Author: Nan Zhi, Odaily Planet Daily
After a long 27 months, Bitcoin has returned to $60,000, hitting its highest level since December 2021. Bitcoin has reached new highs against a series of fiat currencies including the Chinese yuan, Japanese yen, and South Korean won. It could be said that only the U.S. dollar holders are still waiting to "break even."
According to OKX market data, BTC briefly surpassed 60,000 USDT. At the time of this article's publication, it was trading at 60,500 USDT, up 6.4% over 24 hours—surpassing the previous high of 59,048 USDT set in December 2021—and now within easy reach of the November 2021 peak of 69,000 USDT. ETH broke above 3,300 USDT, currently at 3,345 USDT, up 2.4% over 24 hours.
However, apart from BTC, altcoins have shown weak momentum, with significant market divergence.
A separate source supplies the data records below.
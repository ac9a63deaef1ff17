/// AST (Abstract Syntax Tree) module
/// Contains all definitions related to the AST structure
///
/// Submodules:
/// - ast: Program root, declarations and the indented AST dump
/// - expressions: Definitions for the expression variants
/// - statements: Definitions for the statement variants
/// - types: The four scalar types of the language
pub mod ast;
pub mod expressions;
pub mod statements;
pub mod types;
BTC’s dominance in total market capitalization peaked at 51.85%. Leading the gains today were meme coins and inscription-related tokens: PEPE rose 50%, FLOKI by 22%, ORDI by 14.5%, and sats by 11.5%.
Driven by the overall bullish trend, the total cryptocurrency market cap has surged rapidly. According to CoinGecko, the total crypto market cap has exceeded $2.34 trillion, up 2.7% in 24 hours. Alternative.me data shows a clear rise in investor trading enthusiasm, with the Fear & Greed Index reaching 82 today, up from 79 yesterday and just 55 last month, indicating "extreme greed."
In derivatives trading, Coinglass data reveals that over the past 24 hours, total liquidations across all platforms reached $300 million, including $167 million in short liquidations and $133 million in long liquidations. BTC accounted for $104 million in liquidations, while ETH saw $48.15 million.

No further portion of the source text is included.